Using the SDK in your code

Identities and Identifiers

The SDK is written to accept the PII you have access to for an individual and transform it into a privacy-safe set of tokens. An important point to remember is that tokens, by themselves, are intentionally pretty useless. They are useful only when maintained as a set of tokens pointing to an individual user. The classes within the SDK reflect this by using a set of Identifiers that belong to an Identity:

from adara_privacy import Identity, Identifier

my_identity = Identity(
    # pass the identifier type as an arg (placement doesn't matter)
    Identifier('email', 'someone.special@somedomain.com'),
    # or use a named argument
    Identifier(state_id = "D1234567"),  
)

Supported identifier types

The SDK supports several identifiers out of the box:

Type Value Description Keywords
cookie Persistent cookie identifier single: cookie
customer_id Internal customer ID single: customer_id
drivers_license State-issued driver's license number single: drivers_license
email Clear text email address single: email
hashed_email Hashed email address single: hashed_email
membership_id Membership / loyalty ID single: membership_id
passport Passport number single: passport
social_security Social security number single: social_security
state_id Other state ID single: state_id
streetname_zipcode Street name and zip code composite: street_name, zip_code

You can also extend the SDK with identifier types of your own.
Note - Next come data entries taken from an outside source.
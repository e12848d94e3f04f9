//! The delete engine.
//!
//! [`DeleteEngine`] ties the pipeline together:
//!
//! 1. Reject malformed calls atomically (empty batch, non-positive ids,
//!    unknown acting principal)
//! 2. Resolve the closure of the requested roots
//! 3. Fail components with link cycles
//! 4. Authorize and settle shared-object retention
//! 5. Plan independent subgraphs and their levels
//! 6. Execute, one transaction per level and subgraph
//! 7. Aggregate the outcomes into a [`DeleteReport`]
//!
//! Calls of the same acting principal are serialized; calls of different
//! principals run concurrently.
//!
//! # Example
//!
//! ```no_run
//! use cascade::config::EngineConfig;
//! use cascade::domain::{
//!     DeleteRequest, GroupId, ObjectRef, Ownership, PermissionLevel, Principal, PrincipalId, Role,
//! };
//! use cascade::engine::DeleteEngine;
//! use cascade::permissions::StaticPermissions;
//! use cascade::storage::in_memory::InMemoryStore;
//! use std::sync::Arc;
//!
//! #[tokio::main(flavor = "current_thread")]
//! async fn main() -> anyhow::Result<()> {
//!     let store = Arc::new(InMemoryStore::new());
//!     let permissions = Arc::new(StaticPermissions::new());
//!     permissions.set_group_level(GroupId(1), PermissionLevel::ReadWriteCollab).await;
//!     permissions.add_principal(PrincipalId(7)).await;
//!     store
//!         .insert(ObjectRef::image(1), Ownership::new(PrincipalId(7), GroupId(1)))
//!         .await?;
//!
//!     let engine = DeleteEngine::new(store, permissions, EngineConfig::default())?;
//!     let principal = Principal::new(PrincipalId(7)).with_membership(GroupId(1), Role::Member);
//!     let report = engine
//!         .delete_batch(&principal, &[DeleteRequest::new(ObjectRef::image(1))])
//!         .await?;
//!     println!("{}", report.to_json()?);
//!     Ok(())
//! }
//! ```

mod cancel;
mod executor;

pub use cancel::CancelToken;

use crate::authorization::{self, Authorization};
use crate::config::EngineConfig;
use crate::domain::{DeleteOutcome, DeleteRequest, Failure, FailureKind, Principal, PrincipalId};
use crate::error::{Error, Result};
use crate::permissions::PermissionModel;
use crate::report::{DeleteReport, ReportBuilder};
use crate::resolver::ordering::{self, Plan, Subgraph};
use crate::resolver::{self, Closure};
use crate::storage::GraphStore;
use executor::Executor;
use std::collections::HashMap;
use std::sync::{Arc, Mutex, PoisonError};

/// Permission-aware cascading delete engine.
pub struct DeleteEngine {
    store: Arc<dyn GraphStore>,
    permissions: Arc<dyn PermissionModel>,
    config: EngineConfig,
    gates: Mutex<HashMap<PrincipalId, Arc<tokio::sync::Mutex<()>>>>,
}

/// Everything decided before execution.
struct Evaluation {
    report: ReportBuilder,
    closure: Closure,
    authorization: Authorization,
    plan: Plan,
}

impl DeleteEngine {
    /// Create an engine over a store and a permission model.
    ///
    /// # Errors
    ///
    /// Returns `Error::Config` if the configuration is invalid.
    pub fn new(
        store: Arc<dyn GraphStore>,
        permissions: Arc<dyn PermissionModel>,
        config: EngineConfig,
    ) -> Result<Self> {
        config.validate()?;
        Ok(Self {
            store,
            permissions,
            config,
            gates: Mutex::new(HashMap::new()),
        })
    }

    /// Active configuration
    #[must_use]
    pub fn config(&self) -> &EngineConfig {
        &self.config
    }

    /// Delete a batch of objects on behalf of `principal`.
    ///
    /// Partial failures never raise; every touched object is reported.
    ///
    /// # Errors
    ///
    /// - `Error::EmptyRequest` if `requests` is empty
    /// - `Error::InvalidRequest` if a request names a non-positive id
    /// - `Error::UnknownPrincipal` if the permission model does not know
    ///   the acting principal
    /// - `Error::Store` if the principal could not be looked up
    pub async fn delete_batch(
        &self,
        principal: &Principal,
        requests: &[DeleteRequest],
    ) -> Result<DeleteReport> {
        self.delete_batch_with_cancel(principal, requests, &CancelToken::new())
            .await
    }

    /// Delete a batch that can be cancelled between transactions.
    ///
    /// Cancelled objects are reported as retained; committed batches stay
    /// committed.
    ///
    /// # Errors
    ///
    /// Same as [`delete_batch`](Self::delete_batch).
    pub async fn delete_batch_with_cancel(
        &self,
        principal: &Principal,
        requests: &[DeleteRequest],
        cancel: &CancelToken,
    ) -> Result<DeleteReport> {
        self.validate(principal, requests).await?;

        let gate = self.gate(principal.id);
        let report = {
            let _turn = gate.lock().await;
            self.execute(principal, requests, cancel).await
        };
        self.release_gate(principal.id, gate);
        Ok(report)
    }

    /// Evaluate and execute one validated batch.
    async fn execute(
        &self,
        principal: &Principal,
        requests: &[DeleteRequest],
        cancel: &CancelToken,
    ) -> DeleteReport {
        let mut evaluation = self.evaluate(principal, requests).await;

        let executor = Executor {
            store: self.store.as_ref(),
            permissions: self.permissions.as_ref(),
            principal,
            lock_timeout: self.config.lock_timeout(),
            max_concurrent_subgraphs: self.config.max_concurrent_subgraphs,
            cancel,
        };
        let outcomes = executor
            .run(&evaluation.plan, &evaluation.authorization.eligible)
            .await;
        evaluation.report.extend(outcomes);

        let report = evaluation.report.finish();
        let summary = report.summary();
        tracing::info!(
            principal = %principal.id,
            requested = evaluation.closure.roots.len(),
            deleted = summary.deleted,
            retained = summary.retained,
            denied = summary.denied,
            failed = summary.failed,
            "delete batch finished"
        );
        report
    }

    /// Predict the outcome of a batch without opening a transaction.
    ///
    /// Objects that would be attempted are reported as deleted. Lock
    /// contention and storage failures cannot be predicted.
    ///
    /// # Errors
    ///
    /// Same as [`delete_batch`](Self::delete_batch).
    pub async fn preview(
        &self,
        principal: &Principal,
        requests: &[DeleteRequest],
    ) -> Result<DeleteReport> {
        self.validate(principal, requests).await?;

        let mut evaluation = self.evaluate(principal, requests).await;
        let planned: Vec<_> = evaluation
            .plan
            .subgraphs
            .iter()
            .flat_map(Subgraph::objects)
            .map(|object| (object, DeleteOutcome::Deleted))
            .collect();

        tracing::debug!(
            principal = %principal.id,
            planned = planned.len(),
            "delete batch previewed"
        );
        evaluation.report.extend(planned);
        Ok(evaluation.report.finish())
    }

    async fn validate(&self, principal: &Principal, requests: &[DeleteRequest]) -> Result<()> {
        if requests.is_empty() {
            return Err(Error::EmptyRequest);
        }
        if let Some(request) = requests.iter().find(|request| request.target.id <= 0) {
            return Err(Error::InvalidRequest(format!(
                "{} does not name a stored object",
                request.target
            )));
        }
        if !self.permissions.is_known_principal(principal.id).await? {
            return Err(Error::UnknownPrincipal(principal.id));
        }
        Ok(())
    }

    fn gate(&self, principal: PrincipalId) -> Arc<tokio::sync::Mutex<()>> {
        let mut gates = self.gates.lock().unwrap_or_else(PoisonError::into_inner);
        Arc::clone(gates.entry(principal).or_default())
    }

    /// Forget the gate of `principal` once no call holds or awaits it.
    fn release_gate(&self, principal: PrincipalId, gate: Arc<tokio::sync::Mutex<()>>) {
        drop(gate);
        let mut gates = self.gates.lock().unwrap_or_else(PoisonError::into_inner);
        if gates
            .get(&principal)
            .is_some_and(|gate| Arc::strong_count(gate) == 1)
        {
            gates.remove(&principal);
        }
    }

    #[cfg(test)]
    fn open_gates(&self) -> usize {
        self.gates
            .lock()
            .unwrap_or_else(PoisonError::into_inner)
            .len()
    }

    /// Resolve, authorize and plan, recording every settled outcome.
    async fn evaluate(&self, principal: &Principal, requests: &[DeleteRequest]) -> Evaluation {
        let mut report = ReportBuilder::new(Vec::new());
        let mut closure = resolver::resolve(self.store.as_ref(), requests).await;
        report.set_roots(closure.roots.clone());
        report.extend(std::mem::take(&mut closure.outcomes));

        let cyclic = ordering::cyclic_objects(&closure);
        if !cyclic.is_empty() {
            tracing::warn!(objects = cyclic.len(), "containment cycle detected");
            let failure = Failure::new(FailureKind::InvalidGraph, "containment cycle detected");
            report.extend(
                cyclic
                    .iter()
                    .map(|object| (*object, DeleteOutcome::Failed(failure.clone()))),
            );
            closure.remove(&cyclic);
        }

        let authorization =
            authorization::authorize(&closure, principal, self.permissions.as_ref()).await;
        report.extend(authorization.outcomes.clone());

        let plan = ordering::plan(&closure, &authorization.eligible_set());
        if !plan.invalid.is_empty() {
            let failure = Failure::new(FailureKind::InvalidGraph, "delete order has a cycle");
            report.extend(
                plan.invalid
                    .iter()
                    .map(|object| (*object, DeleteOutcome::Failed(failure.clone()))),
            );
        }

        tracing::debug!(
            objects = closure.len(),
            eligible = authorization.eligible.len(),
            subgraphs = plan.subgraphs.len(),
            "delete planned"
        );
        Evaluation {
            report,
            closure,
            authorization,
            plan,
        }
    }
}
Serializing and deserializing

Identities can be serialized into JSON and then deserialized using that that JSON. In Python, this just leverages the dict and list object types you should be used to when working with the json package:

    # identifiers as json
    my_identity = Identity(
        Identifier({'email' : 'someone.special@somedomain.com'}),
        Identifier({'state_id' : 'D1234567'}),  
    )

    # full identity deserialization
    another_id = Identity(
        [
            {'email': 'someone.special@adara.com'}, 
            {'state_id': 'D1234567'}, 
        ]
    )

Note that the serialization of an Identity is really just a list of Identifier objects.

Also note that these objects and their serializations still contain PII. In order to remove the PII, we'll need to turn these indentifiers into tokens.

Tokens

Each Identifier can be turned into a token. The tokens are generated using the common salt and private salt defined in your configuration. Using these salts and some standard hashing algorithms, the raw PII from the identifier is turned into the common token and private token (respectively). The type of identifier (example: "email" or "driver's license number") is also stored with the token.

You can see the tokens for an Identity by accessing the tokens property:

print(my_identity.tokens)

For the first example above, this yields the following output (or something similar, based on your client salt):

[
    {
        "common": "a5ec8815eac047cc88095451b77af9a136ce6451d7f62adeab2a03ccf3d9e3c4",
        "private": "7df0cfe1bc64df0891ac1c4ad4f3be06345e6442afc78a2a2deb1edaf06a0e76",
        "type": "email"
    },
    {
        "common": "141dd951d0a54dfb320bdea0f5c35c9b379726780670d3b8cd6dd0d5341bb106",
        "private": "8e56a39748d4591d829c914ba56068b47911278267e1f89282203c29b72f92b3",
        "type": "state_id"
    }
]

Saving results to a file

The SDK uses a set of streamer classes for sending tokenization outputs to various destinations. For now, there is a streamer for file I/O and a streamer for sending tokens to Adara's Privacy API; additional streamers for database I/O are planned, or you can easily write your own based on your own use cases.

Use the built-in FileStreamer class to save identities and tokens in a consistent format that allows for later recall:

from adara_privacy import FileStreamer

# ... use "my_identity" from above

with FileStreamer('./my_file.txt', file_format='token') as fs:
    fs.save(my_identity)  # auto conversion to tokens
    fs.save(another_id.tokens)  # explicit tokenization

The code above will automatically create/append the file specified and, based on the file_format option, save the Identity into its tokenized representation.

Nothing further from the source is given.